Stratospheric audio gear prices


The more time I have under my belt pursuing quality audio, the more I realize that high audio gear prices have some basis in their quality. Yet there is a limit. When you buy a Ferrari the cost is high, but you can see the money involved in the design and parts. Many would argue that high quality audio gear is similar to the quality and design of a hyper-car. But when you look a the sheer quantity an complexity of this kind of car, there is no piece of audio gear that compares. To me, a piece of audio gear that costs as much as even an inexpensive car is just a manufacturer cashing in because they can. Can you imagine what audio manufacturers would want to charge for a piece of audio gear that was the size and weight of a car? Like $100 million.  I believe it just drives the whole market up and we end up getting a little bit suckered. This is all perhaps a little overstated. I guess I just want to shame audio manufacturers. I do understand that they are not charities, or here for the betterment of mankind. If you are not frustrated by this, good for you.  Here is a quote from a book about marketing. The reference is a victim of link rot. Nevertheless it has common information. 
  

"Premium Pricing

Premium pricing is the practice of keeping the price of a product or service artificially high in order to encourage favorable perceptions among buyers, based solely on the price. The practice is intended to exploit the (not necessarily justifiable) tendency for buyers to assume that expensive items enjoy an exceptional reputation or represent exceptional quality and distinction . A premium pricing strategy involves setting the price of a product higher than similar products . This strategy is sometimes also called skim pricing because it is an attempt to "skim the cream" off the top of the market. It is used to maximize profit in areas where customers are happy to pay more, where there are no substitutes for the product, where there are barriers to entering the market, or when the seller cannot save on costs by producing at a high volume. It is also called image pricing or prestige pricing.

 

Luxury has a psychological association with price premium pricing. The implication for marketing is that consumers are willing to pay more for certain goods and not for others. To the marketer, it means creating a brand equity or value for which the consumer is willing to pay extra. Marketers view luxury as the main factor differentiating a brand in a product category."
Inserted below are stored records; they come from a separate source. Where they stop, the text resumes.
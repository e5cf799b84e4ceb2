//! Interface de linha de comando do jobstate baseada em clap.
//!
//! Define a struct [`Cli`] com flags globais (--config, --verbose) e um
//! subcomando [`Command`] para cada operação do engine.

use std::path::PathBuf;

use clap::{Parser, Subcommand, ValueEnum};

use jobstate::{RecoveryMode, Stage};

/// jobstate: estado autoritativo de jobs de análise de longa duração.
#[derive(Debug, Parser)]
#[command(name = "jobstate", version, about)]
pub struct Cli {
    #[command(subcommand)]
    pub command: Command,

    /// Arquivo de configuração (padrão: ./jobstate.toml).
    #[arg(long, global = true)]
    pub config: Option<PathBuf>,

    /// Habilita logs de debug, a menos que RUST_LOG diga outra coisa.
    #[arg(long, short, global = true, default_value_t = false)]
    pub verbose: bool,
}

/// Argumento de estágio aceito pela CLI, mapeado para [`Stage`] internamente.
#[derive(Debug, Clone, Copy, PartialEq, Eq, ValueEnum)]
pub enum StageArg {
    Processing,
    Verifying,
    Enhancing,
    Packaging,
}

impl From<StageArg> for Stage {
    fn from(arg: StageArg) -> Self {
        match arg {
            StageArg::Processing => Stage::Processing,
            StageArg::Verifying => Stage::Verifying,
            StageArg::Enhancing => Stage::Enhancing,
            StageArg::Packaging => Stage::Packaging,
        }
    }
}

#[derive(Debug, Subcommand)]
pub enum Command {
    /// Mostra o estado reconciliado de um job.
    Resolve {
        job_id: String,

        /// Estado da fila a usar na reconciliação, em vez de consultar a fila.
        #[arg(long)]
        queue_state: Option<String>,
    },

    /// Aguarda o bundle e o resultado estruturado do job ficarem visíveis.
    Await {
        job_id: String,

        /// Desiste antes do fim do backoff.
        #[arg(long)]
        timeout_secs: Option<u64>,
    },

    /// Registra que o job entrou em um estágio.
    Stage {
        job_id: String,

        #[arg(value_enum)]
        stage: StageArg,

        /// Substitui a descrição padrão do estágio.
        #[arg(long)]
        info: Option<String>,
    },

    /// Marca o job como concluído. Os arquivos de resultado já devem existir.
    Succeed {
        job_id: String,

        /// Resumo do resultado como documento JSON.
        #[arg(long)]
        summary: Option<String>,
    },

    /// Marca o job como falho.
    Fail {
        job_id: String,

        #[arg(long)]
        message: String,

        #[arg(long)]
        code: Option<String>,

        /// Falha de infraestrutura, não de entrada inválida.
        #[arg(long, default_value_t = false)]
        system: bool,
    },

    /// Reconstrói os registros do cache a partir dos artefatos em disco.
    Recover {
        /// Mostra o que seria recuperado sem gravar nada.
        #[arg(long, conflicts_with = "force")]
        dry_run: bool,

        /// Recalcula também jobs que o cache já conhece.
        #[arg(long)]
        force: bool,

        /// Recupera um único job.
        #[arg(long)]
        job: Option<String>,
    },

    /// Mostra estatísticas do cache.
    Stats,

    /// Remove registros do cache mais antigos que a idade informada.
    Cleanup {
        #[arg(long)]
        older_than_days: u64,
    },
}

/// Converte as flags `--dry-run`/`--force` no modo de recuperação.
pub fn recovery_mode(dry_run: bool, force: bool) -> RecoveryMode {
    match (dry_run, force) {
        (true, _) => RecoveryMode::DryRun,
        (false, true) => RecoveryMode::Force,
        (false, false) => RecoveryMode::Normal,
    }
}

#[cfg(test)]
mod tests {
    use super::*;
    use clap::CommandFactory;

    #[test]
    fn cli_parses_resolve_subcommand() {
        let cli = Cli::parse_from(["jobstate", "resolve", "5f0c", "--queue-state", "PENDING"]);
        match cli.command {
            Command::Resolve { job_id, queue_state } => {
                assert_eq!(job_id, "5f0c");
                assert_eq!(queue_state.as_deref(), Some("PENDING"));
            }
            _ => panic!("expected Resolve command"),
        }
    }

    #[test]
    fn cli_parses_global_flags() {
        let cli = Cli::parse_from(["jobstate", "--config", "/etc/jobstate.toml", "--verbose", "stats"]);
        assert!(cli.verbose);
        assert_eq!(cli.config, Some(PathBuf::from("/etc/jobstate.toml")));
        assert!(matches!(cli.command, Command::Stats));
    }

    #[test]
    fn cli_parses_stage_subcommand() {
        let cli = Cli::parse_from(["jobstate", "stage", "j1", "packaging", "--info", "Zipping"]);
        match cli.command {
            Command::Stage { job_id, stage, info } => {
                assert_eq!(job_id, "j1");
                assert_eq!(Stage::from(stage), Stage::Packaging);
                assert_eq!(info.as_deref(), Some("Zipping"));
            }
            _ => panic!("expected Stage command"),
        }
    }

    #[test]
    fn cli_parses_fail_subcommand() {
        let cli = Cli::parse_from(["jobstate", "fail", "j1", "--message", "boom", "--code", "E42", "--system"]);
        match cli.command {
            Command::Fail {
                job_id,
                message,
                code,
                system,
            } => {
                assert_eq!(job_id, "j1");
                assert_eq!(message, "boom");
                assert_eq!(code.as_deref(), Some("E42"));
                assert!(system);
            }
            _ => panic!("expected Fail command"),
        }
    }

    #[test]
    fn cli_rejects_dry_run_with_force() {
        assert!(Cli::try_parse_from(["jobstate", "recover", "--dry-run", "--force"]).is_err());
    }

    #[test]
    fn recovery_mode_from_flags() {
        assert_eq!(recovery_mode(false, false), RecoveryMode::Normal);
        assert_eq!(recovery_mode(true, false), RecoveryMode::DryRun);
        assert_eq!(recovery_mode(false, true), RecoveryMode::Force);
    }

    #[test]
    fn cli_verify() {
        Cli::command().debug_assert();
    }
}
Source: Boundless. “Market Share.” Boundless Business Boundless, 26 May. 2016. Retrieved 07 Feb. 2017 from https://www.boundless.com/business/textbooks/boundless-business-textbook/product-and-pricing-strateg...

ericrt

Showing 3 responses by tonywinga

If you look at prices over time, luxury items like high end watches, boats, esoteric audio gear and super cars increase in price about 3-5% per year while common appliance prices stay flat or even get cheaper.  High end luxury isn’t about cost cutting or outsourcing to low cost countries.  In 1990 ARC’s top of the line preamp was an astonishing $5800.  Look at the price of their top of the line now.  I bought a Stainless Steel Omega Seamaster Professional watch in 1994 for $1600.  It’s a good watch.  I still wear it. $6000 roughly to replace it today.  It’s still just gears in a case with a sapphire crystal. 
Up through the early 70s hi fi was very much DYI. Then manufacturers caught on and started to offer hi end features in their products. I’m an engineer. I fell into the wrong crowd in the late 80s- hobbyists that were heavy into modded hifi. I enjoyed and took pride in learning and doing my own mods to gear to improve the sound for a decade or so. Our mantra was sound per dollar. Once I had the means I started buying newer high end gear and found that also very satisfying if not more so. I still have worked to make my room acoustically better and experiment with isolation methods but I do not use my soldering iron much these days. We all have our limitations. I have to appreciate the engineering work and effort that these hifi companies have made that by far surpass my capabilities or the time I can afford to invest in my own mods. It lets me enjoy the music.
The prices do not follow the stock market except in the sense of the stock market is a hedge against inflation over the long term.  Using gold as the reference luxury items tend to maintain a constant price while consumer prices over the years have fallen- relative to the price of gold.  The real story is that wages are 10% of 1965 wages relative to gold prices.  Real wages have fallen for decades but so have costs although not as much.  The exceptions being luxury items, healthcare and education.  This is in general.  Of course some have profited more than others.  We have enjoyed very cheap gasoline for decades.  That is likely coming to an end as we are pushed into alternative vehicles which might mean less electricity to power our stereos.